▸ **Records to process**
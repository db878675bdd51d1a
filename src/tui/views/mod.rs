// Views module - screen-level rendering logic
//
// Each view is a full-screen experience within the console:
// - Dashboard: entity counts and the reservation volume chart
// - Users: member listing with role editing
// - Restaurants: restaurant listing, registration and selection
// - Reservations / Reviews / Reports: scoped to the selected restaurant
//
// This module builds the shell (title, content, optional logs, status),
// gates the content on the session verdict, then dispatches to the view.

mod dashboard;
mod modal;
mod reports;
mod reservations;
mod restaurants;
mod reviews;
mod users;

use super::app::{App, AdminView};
use crate::session::SessionStatus;
use crate::tui::components;
use ratatui::layout::{Alignment, Constraint, Direction, Layout, Rect};
use ratatui::style::{Modifier, Style};
use ratatui::text::{Line, Span, Text};
use ratatui::widgets::{Block, Borders, Paragraph};
use ratatui::Frame;

/// Main UI render function - called on every frame
pub fn draw(f: &mut Frame, app: &mut App) {
    // Apply theme background to the entire frame
    let bg_block = Block::default().style(Style::default().bg(app.theme.background));
    f.render_widget(bg_block, f.area());

    let mut constraints = vec![Constraint::Length(3), Constraint::Min(10)];
    if app.show_logs {
        constraints.push(Constraint::Length(8));
    }
    constraints.push(Constraint::Length(2));

    let chunks = Layout::default()
        .direction(Direction::Vertical)
        .constraints(constraints)
        .split(f.area());

    components::render_title(f, chunks[0], app);
    let content_area = chunks[1];
    if app.show_logs {
        components::render_logs_panel(f, chunks[2], app);
        components::render_status(f, chunks[3], app);
    } else {
        components::render_status(f, chunks[2], app);
    }

    // The content is gated on the session verdict; the shell stays up so
    // the status bar and logs remain readable either way
    match app.session.status() {
        SessionStatus::Pending => render_session_pending(f, content_area, app),
        SessionStatus::Invalid => render_session_invalid(f, content_area, app),
        SessionStatus::Valid => match app.view {
            AdminView::Dashboard => dashboard::render(f, content_area, app),
            AdminView::Users => users::render(f, content_area, app),
            AdminView::Restaurants => restaurants::render(f, content_area, app),
            AdminView::Reservations => reservations::render(f, content_area, app),
            AdminView::Reviews => reviews::render(f, content_area, app),
            AdminView::Reports => reports::render(f, content_area, app),
        },
    }

    // Render modal overlay (on top of everything)
    // Take modal temporarily to avoid borrow conflict with mutable app
    if let Some(modal_state) = app.modal.take() {
        modal::render(f, &modal_state, app);
        app.modal = Some(modal_state);
    }

    // Render toast notification (on top of modal too)
    if let Some(ref toast) = app.toast {
        toast.render(f, f.area(), &app.theme);
    }

    app.clear_expired_toast();
}

/// No authenticated response yet: show the spinner instead of data
fn render_session_pending(f: &mut Frame, area: Rect, app: &App) {
    let text = Text::from(vec![
        Line::raw(""),
        Line::from(Span::styled(
            format!("{} Checking session…", app.spinner_char()),
            Style::default().fg(app.theme.info),
        )),
        Line::raw(""),
        Line::from(Span::styled(
            "The first response from the platform decides whether the",
            Style::default().fg(app.theme.muted),
        )),
        Line::from(Span::styled(
            "saved token is still good.",
            Style::default().fg(app.theme.muted),
        )),
    ]);

    let paragraph = Paragraph::new(text).alignment(Alignment::Center).block(
        Block::default()
            .borders(Borders::ALL)
            .border_type(app.theme.border_type)
            .border_style(Style::default().fg(app.theme.border)),
    );
    f.render_widget(paragraph, area);
}

/// The backend rejected the token: point the admin back at the login page
fn render_session_invalid(f: &mut Frame, area: Rect, app: &App) {
    let text = Text::from(vec![
        Line::raw(""),
        Line::from(Span::styled(
            "Session rejected",
            Style::default()
                .fg(app.theme.danger)
                .add_modifier(Modifier::BOLD),
        )),
        Line::raw(""),
        Line::from(Span::styled(
            "Log in from the browser console, then relaunch with the",
            Style::default().fg(app.theme.foreground),
        )),
        Line::from(Span::styled(
            "command it prints:",
            Style::default().fg(app.theme.foreground),
        )),
        Line::raw(""),
        Line::from(Span::styled(
            app.config.login_url.clone(),
            Style::default()
                .fg(app.theme.info)
                .add_modifier(Modifier::UNDERLINED),
        )),
        Line::raw(""),
        Line::from(Span::styled(
            "maitred --token <jwt>",
            Style::default().fg(app.theme.highlight),
        )),
        Line::raw(""),
        Line::from(Span::styled(
            "r retries with the current token · q quits",
            Style::default().fg(app.theme.muted),
        )),
    ]);

    let paragraph = Paragraph::new(text).alignment(Alignment::Center).block(
        Block::default()
            .borders(Borders::ALL)
            .border_type(app.theme.border_type)
            .border_style(Style::default().fg(app.theme.danger))
            .title(" Login required "),
    );
    f.render_widget(paragraph, area);
}

/// Search line shown above a list while the keyword filter is being edited
fn render_search_line(f: &mut Frame, area: Rect, app: &App, buffer: &str) {
    let line = Line::from(vec![
        Span::styled("Search: ", Style::default().fg(app.theme.muted)),
        Span::styled(buffer.to_string(), Style::default().fg(app.theme.foreground)),
        Span::styled("▌", Style::default().fg(app.theme.highlight)),
    ]);

    let paragraph = Paragraph::new(line).block(
        Block::default()
            .borders(Borders::ALL)
            .border_type(app.theme.border_type)
            .border_style(Style::default().fg(app.theme.highlight))
            .title_bottom(Line::from(" ↵ apply │ Esc cancel ").centered()),
    );
    f.render_widget(paragraph, area);
}

/// Centered placeholder for empty or still-loading lists
fn render_list_placeholder(f: &mut Frame, area: Rect, app: &App, loading: bool, empty_text: &str) {
    let message = if loading {
        format!("{} Loading…", app.spinner_char())
    } else {
        empty_text.to_string()
    };
    let paragraph = Paragraph::new(message)
        .alignment(Alignment::Center)
        .style(Style::default().fg(app.theme.muted));

    let y = area.y + area.height / 3;
    let centered = Rect::new(area.x, y.min(area.bottom().saturating_sub(1)), area.width, 1);
    f.render_widget(paragraph, centered);
}

/// One-line restaurant header for the dependent screens. Blank until the
/// detail fetch for the selected restaurant lands.
fn render_restaurant_header(f: &mut Frame, area: Rect, app: &App) {
    let Some(ref detail) = app.detail else {
        return;
    };
    let r = &detail.restaurant;
    let line = Line::from(vec![
        Span::styled(
            format!(" {} ", r.name),
            Style::default()
                .fg(app.theme.title)
                .add_modifier(Modifier::BOLD),
        ),
        Span::styled(
            format!("· {} {} {}", r.city, r.district, r.neighborhood),
            Style::default().fg(app.theme.muted),
        ),
    ]);
    f.render_widget(Paragraph::new(line), area);
}

/// Placeholder for the dependent screens before a restaurant is picked
fn render_needs_selection(f: &mut Frame, area: Rect, app: &App, what: &str) {
    let text = Text::from(vec![
        Line::raw(""),
        Line::from(Span::styled(
            format!("No restaurant selected for {}", what),
            Style::default().fg(app.theme.warn),
        )),
        Line::raw(""),
        Line::from(Span::styled(
            "Open Restaurants (3) and press Enter on one.",
            Style::default().fg(app.theme.muted),
        )),
    ]);

    let paragraph = Paragraph::new(text).alignment(Alignment::Center).block(
        Block::default()
            .borders(Borders::ALL)
            .border_type(app.theme.border_type)
            .border_style(Style::default().fg(app.theme.border)),
    );
    f.render_widget(paragraph, area);
}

▸ **Assignment**
The records above must be transcribed without a single omission.

▸ **Exercise result**
repository db878675bdd51d1a
filename src/tui/views/mod.rs
// Views module - screen-level rendering logic
//
// Each view is a full-screen experience within the console:
// - Dashboard: entity counts and the reservation volume chart
// - Users: member listing with role editing
// - Restaurants: restaurant listing, registration and selection
// - Reservations / Reviews / Reports: scoped to the selected restaurant
//
// This module builds the shell (title, content, optional logs, status),
// gates the content on the session verdict, then dispatches to the view.

mod dashboard;
mod modal;
mod reports;
mod reservations;
mod restaurants;
mod reviews;
mod users;

use super::app::{App, AdminView};
use crate::session::SessionStatus;
use crate::tui::components;
use ratatui::layout::{Alignment, Constraint, Direction, Layout, Rect};
use ratatui::style::{Modifier, Style};
use ratatui::text::{Line, Span, Text};
use ratatui::widgets::{Block, Borders, Paragraph};
use ratatui::Frame;

/// Main UI render function - called on every frame
pub fn draw(f: &mut Frame, app: &mut App) {
    // Apply theme background to the entire frame
    let bg_block = Block::default().style(Style::default().bg(app.theme.background));
    f.render_widget(bg_block, f.area());

    let mut constraints = vec![Constraint::Length(3), Constraint::Min(10)];
    if app.show_logs {
        constraints.push(Constraint::Length(8));
    }
    constraints.push(Constraint::Length(2));

    let chunks = Layout::default()
        .direction(Direction::Vertical)
        .constraints(constraints)
        .split(f.area());

    components::render_title(f, chunks[0], app);
    let content_area = chunks[1];
    if app.show_logs {
        components::render_logs_panel(f, chunks[2], app);
        components::render_status(f, chunks[3], app);
    } else {
        components::render_status(f, chunks[2], app);
    }

    // The content is gated on the session verdict; the shell stays up so
    // the status bar and logs remain readable either way
    match app.session.status() {
        SessionStatus::Pending => render_session_pending(f, content_area, app),
        SessionStatus::Invalid => render_session_invalid(f, content_area, app),
        SessionStatus::Valid => match app.view {
            AdminView::Dashboard => dashboard::render(f, content_area, app),
            AdminView::Users => users::render(f, content_area, app),
            AdminView::Restaurants => restaurants::render(f, content_area, app),
            AdminView::Reservations => reservations::render(f, content_area, app),
            AdminView::Reviews => reviews::render(f, content_area, app),
            AdminView::Reports => reports::render(f, content_area, app),
        },
    }

    // Render modal overlay (on top of everything)
    // Take modal temporarily to avoid borrow conflict with mutable app
    if let Some(modal_state) = app.modal.take() {
        modal::render(f, &modal_state, app);
        app.modal = Some(modal_state);
    }

    // Render toast notification (on top of modal too)
    if let Some(ref toast) = app.toast {
        toast.render(f, f.area(), &app.theme);
    }

    app.clear_expired_toast();
}

/// No authenticated response yet: show the spinner instead of data
fn render_session_pending(f: &mut Frame, area: Rect, app: &App) {
    let text = Text::from(vec![
        Line::raw(""),
        Line::from(Span::styled(
            format!("{} Checking session…", app.spinner_char()),
            Style::default().fg(app.theme.info),
        )),
        Line::raw(""),
        Line::from(Span::styled(
            "The first response from the platform decides whether the",
            Style::default().fg(app.theme.muted),
        )),
        Line::from(Span::styled(
            "saved token is still good.",
            Style::default().fg(app.theme.muted),
        )),
    ]);

    let paragraph = Paragraph::new(text).alignment(Alignment::Center).block(
        Block::default()
            .borders(Borders::ALL)
            .border_type(app.theme.border_type)
            .border_style(Style::default().fg(app.theme.border)),
    );
    f.render_widget(paragraph, area);
}

/// The backend rejected the token: point the admin back at the login page
fn render_session_invalid(f: &mut Frame, area: Rect, app: &App) {
    let text = Text::from(vec![
        Line::raw(""),
        Line::from(Span::styled(
            "Session rejected",
            Style::default()
                .fg(app.theme.danger)
                .add_modifier(Modifier::BOLD),
        )),
        Line::raw(""),
        Line::from(Span::styled(
            "Log in from the browser console, then relaunch with the",
            Style::default().fg(app.theme.foreground),
        )),
        Line::from(Span::styled(
            "command it prints:",
            Style::default().fg(app.theme.foreground),
        )),
        Line::raw(""),
        Line::from(Span::styled(
            app.config.login_url.clone(),
            Style::default()
                .fg(app.theme.info)
                .add_modifier(Modifier::UNDERLINED),
        )),
        Line::raw(""),
        Line::from(Span::styled(
            "maitred --token <jwt>",
            Style::default().fg(app.theme.highlight),
        )),
        Line::raw(""),
        Line::from(Span::styled(
            "r retries with the current token · q quits",
            Style::default().fg(app.theme.muted),
        )),
    ]);

    let paragraph = Paragraph::new(text).alignment(Alignment::Center).block(
        Block::default()
            .borders(Borders::ALL)
            .border_type(app.theme.border_type)
            .border_style(Style::default().fg(app.theme.danger))
            .title(" Login required "),
    );
    f.render_widget(paragraph, area);
}

/// Search line shown above a list while the keyword filter is being edited
fn render_search_line(f: &mut Frame, area: Rect, app: &App, buffer: &str) {
    let line = Line::from(vec![
        Span::styled("Search: ", Style::default().fg(app.theme.muted)),
        Span::styled(buffer.to_string(), Style::default().fg(app.theme.foreground)),
        Span::styled("▌", Style::default().fg(app.theme.highlight)),
    ]);

    let paragraph = Paragraph::new(line).block(
        Block::default()
            .borders(Borders::ALL)
            .border_type(app.theme.border_type)
            .border_style(Style::default().fg(app.theme.highlight))
            .title_bottom(Line::from(" ↵ apply │ Esc cancel ").centered()),
    );
    f.render_widget(paragraph, area);
}

/// Centered placeholder for empty or still-loading lists
fn render_list_placeholder(f: &mut Frame, area: Rect, app: &App, loading: bool, empty_text: &str) {
    let message = if loading {
        format!("{} Loading…", app.spinner_char())
    } else {
        empty_text.to_string()
    };
    let paragraph = Paragraph::new(message)
        .alignment(Alignment::Center)
        .style(Style::default().fg(app.theme.muted));

    let y = area.y + area.height / 3;
    let centered = Rect::new(area.x, y.min(area.bottom().saturating_sub(1)), area.width, 1);
    f.render_widget(paragraph, centered);
}

/// One-line restaurant header for the dependent screens. Blank until the
/// detail fetch for the selected restaurant lands.
fn render_restaurant_header(f: &mut Frame, area: Rect, app: &App) {
    let Some(ref detail) = app.detail else {
        return;
    };
    let r = &detail.restaurant;
    let line = Line::from(vec![
        Span::styled(
            format!(" {} ", r.name),
            Style::default()
                .fg(app.theme.title)
                .add_modifier(Modifier::BOLD),
        ),
        Span::styled(
            format!("· {} {} {}", r.city, r.district, r.neighborhood),
            Style::default().fg(app.theme.muted),
        ),
    ]);
    f.render_widget(Paragraph::new(line), area);
}

/// Placeholder for the dependent screens before a restaurant is picked
fn render_needs_selection(f: &mut Frame, area: Rect, app: &App, what: &str) {
    let text = Text::from(vec![
        Line::raw(""),
        Line::from(Span::styled(
            format!("No restaurant selected for {}", what),
            Style::default().fg(app.theme.warn),
        )),
        Line::raw(""),
        Line::from(Span::styled(
            "Open Restaurants (3) and press Enter on one.",
            Style::default().fg(app.theme.muted),
        )),
    ]);

    let paragraph = Paragraph::new(text).alignment(Alignment::Center).block(
        Block::default()
            .borders(Borders::ALL)
            .border_type(app.theme.border_type)
            .border_style(Style::default().fg(app.theme.border)),
    );
    f.render_widget(paragraph, area);
}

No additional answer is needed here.